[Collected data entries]
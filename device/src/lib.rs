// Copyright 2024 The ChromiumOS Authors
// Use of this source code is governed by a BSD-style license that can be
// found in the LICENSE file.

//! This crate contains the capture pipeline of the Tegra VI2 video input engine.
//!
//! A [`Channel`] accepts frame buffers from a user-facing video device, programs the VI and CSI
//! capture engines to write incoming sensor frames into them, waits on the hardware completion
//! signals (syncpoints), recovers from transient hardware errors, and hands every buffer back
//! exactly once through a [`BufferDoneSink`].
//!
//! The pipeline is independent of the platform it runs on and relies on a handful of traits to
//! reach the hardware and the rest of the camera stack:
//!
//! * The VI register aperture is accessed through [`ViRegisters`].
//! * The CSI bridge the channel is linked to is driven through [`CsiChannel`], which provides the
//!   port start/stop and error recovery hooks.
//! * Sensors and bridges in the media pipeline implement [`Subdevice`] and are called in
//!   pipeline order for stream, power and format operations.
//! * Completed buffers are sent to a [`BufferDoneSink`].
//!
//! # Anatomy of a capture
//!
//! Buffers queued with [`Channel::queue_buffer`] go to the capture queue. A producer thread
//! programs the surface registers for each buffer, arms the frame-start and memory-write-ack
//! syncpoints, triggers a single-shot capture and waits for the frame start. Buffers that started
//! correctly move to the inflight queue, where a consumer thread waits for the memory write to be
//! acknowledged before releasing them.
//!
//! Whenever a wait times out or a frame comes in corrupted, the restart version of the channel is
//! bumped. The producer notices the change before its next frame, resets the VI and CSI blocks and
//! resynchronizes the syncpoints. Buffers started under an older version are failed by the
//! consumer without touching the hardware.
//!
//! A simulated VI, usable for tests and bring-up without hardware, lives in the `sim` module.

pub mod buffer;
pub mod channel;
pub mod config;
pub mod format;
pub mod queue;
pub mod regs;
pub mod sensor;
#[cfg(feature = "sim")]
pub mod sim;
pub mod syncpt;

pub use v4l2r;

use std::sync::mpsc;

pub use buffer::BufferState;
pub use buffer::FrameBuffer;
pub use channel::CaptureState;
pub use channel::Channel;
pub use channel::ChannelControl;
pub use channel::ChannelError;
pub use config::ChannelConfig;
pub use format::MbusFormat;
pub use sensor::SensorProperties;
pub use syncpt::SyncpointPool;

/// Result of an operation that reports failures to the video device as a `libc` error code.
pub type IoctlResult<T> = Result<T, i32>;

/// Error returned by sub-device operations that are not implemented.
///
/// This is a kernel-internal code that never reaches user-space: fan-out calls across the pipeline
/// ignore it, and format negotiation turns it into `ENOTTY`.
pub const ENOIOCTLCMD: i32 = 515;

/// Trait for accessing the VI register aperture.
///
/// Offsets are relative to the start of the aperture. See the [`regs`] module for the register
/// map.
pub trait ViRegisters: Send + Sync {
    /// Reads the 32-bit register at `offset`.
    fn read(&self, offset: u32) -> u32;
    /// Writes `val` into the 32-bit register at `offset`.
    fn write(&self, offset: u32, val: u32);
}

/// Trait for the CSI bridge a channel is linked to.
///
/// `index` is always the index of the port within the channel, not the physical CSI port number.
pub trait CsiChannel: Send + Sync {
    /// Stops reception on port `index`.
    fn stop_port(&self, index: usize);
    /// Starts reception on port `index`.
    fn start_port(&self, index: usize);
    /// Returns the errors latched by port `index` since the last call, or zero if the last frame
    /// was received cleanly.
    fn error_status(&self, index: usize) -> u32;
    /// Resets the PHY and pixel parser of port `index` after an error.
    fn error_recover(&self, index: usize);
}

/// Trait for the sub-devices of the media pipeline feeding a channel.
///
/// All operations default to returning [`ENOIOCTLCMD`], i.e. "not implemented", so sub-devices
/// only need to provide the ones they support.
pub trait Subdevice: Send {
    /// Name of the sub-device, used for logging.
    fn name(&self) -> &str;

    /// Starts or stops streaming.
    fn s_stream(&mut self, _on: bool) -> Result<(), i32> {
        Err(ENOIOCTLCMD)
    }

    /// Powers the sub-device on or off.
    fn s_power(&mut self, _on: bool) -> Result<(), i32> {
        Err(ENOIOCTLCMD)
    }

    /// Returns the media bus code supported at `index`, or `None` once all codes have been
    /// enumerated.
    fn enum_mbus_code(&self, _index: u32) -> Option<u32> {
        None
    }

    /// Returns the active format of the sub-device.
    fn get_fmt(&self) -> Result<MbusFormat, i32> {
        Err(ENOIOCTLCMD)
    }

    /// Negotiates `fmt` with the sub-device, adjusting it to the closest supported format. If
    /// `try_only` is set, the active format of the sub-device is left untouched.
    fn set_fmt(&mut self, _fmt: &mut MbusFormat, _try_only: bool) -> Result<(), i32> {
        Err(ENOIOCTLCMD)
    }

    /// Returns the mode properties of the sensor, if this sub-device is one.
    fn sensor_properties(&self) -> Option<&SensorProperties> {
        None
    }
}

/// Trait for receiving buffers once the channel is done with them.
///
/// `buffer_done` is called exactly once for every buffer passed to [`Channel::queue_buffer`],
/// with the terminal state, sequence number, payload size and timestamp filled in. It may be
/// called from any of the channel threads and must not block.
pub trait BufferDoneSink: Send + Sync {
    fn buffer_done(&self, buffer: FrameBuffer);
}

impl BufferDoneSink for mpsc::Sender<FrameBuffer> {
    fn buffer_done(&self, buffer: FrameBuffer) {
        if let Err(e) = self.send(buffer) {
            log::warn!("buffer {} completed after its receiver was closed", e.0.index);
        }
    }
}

#### Goal of the exercise:
Each record must be repeated exactly as it is.

#### Solution for this problem:
filename device/src/lib.rs
// Copyright 2024 The ChromiumOS Authors
// Use of this source code is governed by a BSD-style license that can be
// found in the LICENSE file.

//! This crate contains the capture pipeline of the Tegra VI2 video input engine.
//!
//! A [`Channel`] accepts frame buffers from a user-facing video device, programs the VI and CSI
//! capture engines to write incoming sensor frames into them, waits on the hardware completion
//! signals (syncpoints), recovers from transient hardware errors, and hands every buffer back
//! exactly once through a [`BufferDoneSink`].
//!
//! The pipeline is independent of the platform it runs on and relies on a handful of traits to
//! reach the hardware and the rest of the camera stack:
//!
//! * The VI register aperture is accessed through [`ViRegisters`].
//! * The CSI bridge the channel is linked to is driven through [`CsiChannel`], which provides the
//!   port start/stop and error recovery hooks.
//! * Sensors and bridges in the media pipeline implement [`Subdevice`] and are called in
//!   pipeline order for stream, power and format operations.
//! * Completed buffers are sent to a [`BufferDoneSink`].
//!
//! # Anatomy of a capture
//!
//! Buffers queued with [`Channel::queue_buffer`] go to the capture queue. A producer thread
//! programs the surface registers for each buffer, arms the frame-start and memory-write-ack
//! syncpoints, triggers a single-shot capture and waits for the frame start. Buffers that started
//! correctly move to the inflight queue, where a consumer thread waits for the memory write to be
//! acknowledged before releasing them.
//!
//! Whenever a wait times out or a frame comes in corrupted, the restart version of the channel is
//! bumped. The producer notices the change before its next frame, resets the VI and CSI blocks and
//! resynchronizes the syncpoints. Buffers started under an older version are failed by the
//! consumer without touching the hardware.
//!
//! A simulated VI, usable for tests and bring-up without hardware, lives in the `sim` module.

pub mod buffer;
pub mod channel;
pub mod config;
pub mod format;
pub mod queue;
pub mod regs;
pub mod sensor;
#[cfg(feature = "sim")]
pub mod sim;
pub mod syncpt;

pub use v4l2r;

use std::sync::mpsc;

pub use buffer::BufferState;
pub use buffer::FrameBuffer;
pub use channel::CaptureState;
pub use channel::Channel;
pub use channel::ChannelControl;
pub use channel::ChannelError;
pub use config::ChannelConfig;
pub use format::MbusFormat;
pub use sensor::SensorProperties;
pub use syncpt::SyncpointPool;

/// Result of an operation that reports failures to the video device as a `libc` error code.
pub type IoctlResult<T> = Result<T, i32>;

/// Error returned by sub-device operations that are not implemented.
///
/// This is a kernel-internal code that never reaches user-space: fan-out calls across the pipeline
/// ignore it, and format negotiation turns it into `ENOTTY`.
pub const ENOIOCTLCMD: i32 = 515;

/// Trait for accessing the VI register aperture.
///
/// Offsets are relative to the start of the aperture. See the [`regs`] module for the register
/// map.
pub trait ViRegisters: Send + Sync {
    /// Reads the 32-bit register at `offset`.
    fn read(&self, offset: u32) -> u32;
    /// Writes `val` into the 32-bit register at `offset`.
    fn write(&self, offset: u32, val: u32);
}

/// Trait for the CSI bridge a channel is linked to.
///
/// `index` is always the index of the port within the channel, not the physical CSI port number.
pub trait CsiChannel: Send + Sync {
    /// Stops reception on port `index`.
    fn stop_port(&self, index: usize);
    /// Starts reception on port `index`.
    fn start_port(&self, index: usize);
    /// Returns the errors latched by port `index` since the last call, or zero if the last frame
    /// was received cleanly.
    fn error_status(&self, index: usize) -> u32;
    /// Resets the PHY and pixel parser of port `index` after an error.
    fn error_recover(&self, index: usize);
}

/// Trait for the sub-devices of the media pipeline feeding a channel.
///
/// All operations default to returning [`ENOIOCTLCMD`], i.e. "not implemented", so sub-devices
/// only need to provide the ones they support.
pub trait Subdevice: Send {
    /// Name of the sub-device, used for logging.
    fn name(&self) -> &str;

    /// Starts or stops streaming.
    fn s_stream(&mut self, _on: bool) -> Result<(), i32> {
        Err(ENOIOCTLCMD)
    }

    /// Powers the sub-device on or off.
    fn s_power(&mut self, _on: bool) -> Result<(), i32> {
        Err(ENOIOCTLCMD)
    }

    /// Returns the media bus code supported at `index`, or `None` once all codes have been
    /// enumerated.
    fn enum_mbus_code(&self, _index: u32) -> Option<u32> {
        None
    }

    /// Returns the active format of the sub-device.
    fn get_fmt(&self) -> Result<MbusFormat, i32> {
        Err(ENOIOCTLCMD)
    }

    /// Negotiates `fmt` with the sub-device, adjusting it to the closest supported format. If
    /// `try_only` is set, the active format of the sub-device is left untouched.
    fn set_fmt(&mut self, _fmt: &mut MbusFormat, _try_only: bool) -> Result<(), i32> {
        Err(ENOIOCTLCMD)
    }

    /// Returns the mode properties of the sensor, if this sub-device is one.
    fn sensor_properties(&self) -> Option<&SensorProperties> {
        None
    }
}

/// Trait for receiving buffers once the channel is done with them.
///
/// `buffer_done` is called exactly once for every buffer passed to [`Channel::queue_buffer`],
/// with the terminal state, sequence number, payload size and timestamp filled in. It may be
/// called from any of the channel threads and must not block.
pub trait BufferDoneSink: Send + Sync {
    fn buffer_done(&self, buffer: FrameBuffer);
}

impl BufferDoneSink for mpsc::Sender<FrameBuffer> {
    fn buffer_done(&self, buffer: FrameBuffer) {
        if let Err(e) = self.send(buffer) {
            log::warn!("buffer {} completed after its receiver was closed", e.0.index);
        }
    }
}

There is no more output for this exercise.